Before moving on, take a minute and think about your recent Claude Code sessions.

  • Pick one task where you would have benefited from a subagent — one where you cluttered your main context with exploratory work to get a simple answer. What was the question? What would the subagent have returned?
  • Pick one task where you used a subagent (or considered one) and it was the wrong call — maybe a pipeline, maybe a test runner, maybe an expert persona. What would have worked better?

Apply the decision rule to each. Did the intermediate work matter? The answer should tell you immediately whether subagents were the right tool.

Closing the loop

Across this course we've covered the full arc of subagents in Claude Code: what they are (isolated threads that return summaries to the main context), how to create them (the /agents command and the config file anatomy), how to design them effectively (specific descriptions, structured output, obstacle reporting, limited tool access), and now when to use them.

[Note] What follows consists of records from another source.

use anyhow::{ensure, Context, Result};
use log::warn;
use serde::{Deserialize, Serialize};
use std::{
    fs,
    path::{Path, PathBuf},
    sync::{PoisonError, RwLock},
};

use crate::aggregation::AggregationConfig;
use crate::conflict::ConflictConfig;
use crate::dynamics::DynamicsConfig;
use crate::estimation::EstimatorConfig;
use crate::intervention::InterventionConfig;
use crate::scoring::AdapterConfig;

/// Every tunable of the engine. All fields default, so a config file only
/// needs the values it overrides.
#[derive(Debug, Clone, Serialize, Deserialize, PartialEq)]
#[serde(default)]
pub struct EngineConfig {
    /// Telemetry interval length; elapsed session time is `tick * interval_secs`
    pub interval_secs: u64,
    /// The session worker writes a checkpoint every this many ticks (0 disables)
    pub checkpoint_every_ticks: u64,
    pub estimator: EstimatorConfig,
    pub dynamics: DynamicsConfig,
    pub conflict: ConflictConfig,
    pub aggregation: AggregationConfig,
    pub intervention: InterventionConfig,
    pub adapter: AdapterConfig,
}

impl Default for EngineConfig {
    fn default() -> Self {
        Self {
            interval_secs: 5,
            checkpoint_every_ticks: 12,
            estimator: EstimatorConfig::default(),
            dynamics: DynamicsConfig::default(),
            conflict: ConflictConfig::default(),
            aggregation: AggregationConfig::default(),
            intervention: InterventionConfig::default(),
            adapter: AdapterConfig::default(),
        }
    }
}

impl EngineConfig {
    pub fn from_json(contents: &str) -> Result<Self> {
        let config: Self =
            serde_json::from_str(contents).context("Failed to parse engine config")?;
        config.validate()?;
        Ok(config)
    }

    pub fn load(path: &Path) -> Result<Self> {
        let contents = fs::read_to_string(path)
            .with_context(|| format!("Failed to read engine config from {}", path.display()))?;
        Self::from_json(&contents).with_context(|| format!("Invalid config in {}", path.display()))
    }

    pub fn validate(&self) -> Result<()> {
        ensure!(self.interval_secs > 0, "interval_secs must be positive");
        ensure!(
            self.aggregation.window_capacity > 0,
            "aggregation.window_capacity must be positive"
        );
        ensure!(
            self.aggregation.trend_epsilon >= 0.0,
            "aggregation.trend_epsilon must not be negative"
        );

        let conflict = &self.conflict;
        ensure!(
            conflict.threshold > 0.0,
            "conflict.threshold must be positive"
        );
        ensure!(
            (0.0..=1.0).contains(&conflict.decay)
                && (0.0..=1.0).contains(&conflict.drain_fraction)
                && (0.0..=1.0).contains(&conflict.rearm_ratio),
            "conflict decay, drain_fraction and rearm_ratio must lie in [0, 1]"
        );

        let adapter = &self.adapter;
        ensure!(
            (0.0..=1.0).contains(&adapter.blend_alpha),
            "adapter.blend_alpha must lie in [0, 1]"
        );

        self.intervention
            .validate()
            .context("Invalid intervention config")
    }
}

/// Engine config backed by a JSON file on disk.
pub struct SettingsStore {
    path: PathBuf,
    data: RwLock<EngineConfig>,
}

impl SettingsStore {
    /// Loads `path` if present. An unreadable or invalid file falls back to
    /// defaults so the engine can still start.
    pub fn new(path: PathBuf) -> Result<Self> {
        let data = if path.exists() {
            let contents = fs::read_to_string(&path)
                .with_context(|| format!("Failed to read settings from {}", path.display()))?;
            EngineConfig::from_json(&contents).unwrap_or_else(|err| {
                warn!(
                    "ignoring settings in {}: {err:#}; using defaults",
                    path.display()
                );
                EngineConfig::default()
            })
        } else {
            EngineConfig::default()
        };

        Ok(Self {
            path,
            data: RwLock::new(data),
        })
    }

    pub fn config(&self) -> EngineConfig {
        self.data
            .read()
            .unwrap_or_else(PoisonError::into_inner)
            .clone()
    }

    pub fn update(&self, config: EngineConfig) -> Result<()> {
        config.validate()?;
        let mut guard = self.data.write().unwrap_or_else(PoisonError::into_inner);
        self.persist(&config)?;
        *guard = config;
        Ok(())
    }

    fn persist(&self, data: &EngineConfig) -> Result<()> {
        let serialized = serde_json::to_string_pretty(data)?;
        fs::write(&self.path, serialized)
            .with_context(|| format!("Failed to write settings to {}", self.path.display()))
    }

    pub fn reload(&self) -> Result<()> {
        let contents = fs::read_to_string(&self.path)
            .with_context(|| format!("Failed to read settings from {}", self.path.display()))?;
        let data = EngineConfig::from_json(&contents)?;
        *self.data.write().unwrap_or_else(PoisonError::into_inner) = data;
        Ok(())
    }
}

The underlying idea in all of it is the same. Subagents are a context management tool. They exist to keep your main thread clean when the intermediate work doesn't matter, and to give specific tasks a custom-shaped environment to run in. Use them where that's true. Leave the work in the main thread where it isn't.

Key Takeaways

  • 1The decision rule for subagents is a single question — does the intermediate work matter to your main thread? If no, delegate; if yes, keep it in the main thread.
  • 2Research, code reviews, and tasks needing custom system prompts are the three patterns where subagents reliably earn their overhead — each benefits from context isolation or a differently-shaped prompt.
  • 3Expert-persona subagents add no real capability because Claude already has the knowledge — the overhead of delegation isn't justified.
  • 4Sequential pipelines fail whenever later steps depend on discoveries from earlier ones, because information gets lost in the handoff between subagent contexts.
  • 5Test runner subagents hide the diagnostic output you need when tests fail — the summary compression costs you the signal you were trying to get.